***** SOURCE RECORDS *****

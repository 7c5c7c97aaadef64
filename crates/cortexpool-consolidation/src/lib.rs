//! # cortexpool-consolidation
//!
//! Reflection/maintenance (spec §4.7) and episodic TTL eviction (spec §4.9).

mod compression;
mod contradictions;
mod decay;
mod entity_merge;
mod eviction;

pub use eviction::cleanup_expired_episodic;

use std::sync::Arc;

use chrono::Utc;
use serde_json::json;

use cortexpool_core::config::{ConsolidationConfig, DecayConfig};
use cortexpool_core::errors::CortexResult;
use cortexpool_core::models::ReflectionLogEntry;
use cortexpool_core::traits::IPersistenceAdapter;
use cortexpool_retrieval::RetrievalPipeline;

/// The `{contradictions, entities, compressed}` counts spec §4.7's
/// `reflect()` returns.
#[derive(Debug, Clone, Copy, PartialEq, Eq, Default)]
pub struct ReflectionReport {
    pub contradictions: i64,
    pub entities: i64,
    pub compressed: i64,
    pub decayed: i64,
}

pub struct Consolidator {
    adapter: Arc<dyn IPersistenceAdapter>,
    decay: DecayConfig,
    consolidation: ConsolidationConfig,
}

impl Consolidator {
    pub fn new(adapter: Arc<dyn IPersistenceAdapter>, decay: DecayConfig, consolidation: ConsolidationConfig) -> Self {
        Self {
            adapter,
            decay,
            consolidation,
        }
    }

    /// Runs every phase of spec §4.7's `reflect()` in order. No phase
    /// aborts later phases: a failing phase is logged and counted as zero
    /// (spec §7).
    pub fn reflect(
        &self,
        current_topics: Option<&[String]>,
        pipeline: Option<&mut RetrievalPipeline>,
        pool_size: usize,
    ) -> CortexResult<ReflectionReport> {
        let decayed = self.catch_phase("time_decay", || decay::time_decay(self.adapter.as_ref(), &self.decay));
        let contradictions =
            self.catch_phase("contradiction_detection", || contradictions::detect_contradictions(self.adapter.as_ref()));
        let entities = self.catch_phase("duplicate_entity_consolidation", || {
            entity_merge::consolidate_duplicate_entities(self.adapter.as_ref())
        });
        let compressed =
            self.catch_phase("memory_compression", || compression::compress_memory(self.adapter.as_ref(), &self.consolidation));

        if let (Some(topics), Some(pipeline)) = (current_topics, pipeline) {
            self.catch_phase("refresh_pool", || {
                pipeline.retrieve(topics, pool_size)?;
                Ok(0)
            });
        }

        let report = ReflectionReport {
            contradictions,
            entities,
            compressed,
            decayed,
        };
        self.append_log(&report)?;
        Ok(report)
    }

    fn append_log(&self, report: &ReflectionReport) -> CortexResult<()> {
        let entry = ReflectionLogEntry {
            id: 0, // assigned by the adapter
            ran_at: Utc::now(),
            contradictions_found: report.contradictions,
            entities_merged: report.entities,
            facts_compressed: report.compressed,
            details: json!({ "decayed": report.decayed }),
        };
        self.adapter.append_reflection_log(&entry)
    }

    fn catch_phase<F>(&self, name: &str, f: F) -> i64
    where
        F: FnOnce() -> CortexResult<i64>,
    {
        match f() {
            Ok(count) => count,
            Err(err) => {
                tracing::error!(phase = name, error = %err, "reflection phase failed, continuing");
                0
            }
        }
    }
}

*****

## WHAT TO DO
Output the line containing "F: FnOnce() ->" and each line after it through the close of the entries, unchanged and with no other lines.

## WRITTEN REPLY
        F: FnOnce() -> CortexResult<i64>,
    {
        match f() {
            Ok(count) => count,
            Err(err) => {
                tracing::error!(phase = name, error = %err, "reflection phase failed, continuing");
                0
            }
        }
    }
}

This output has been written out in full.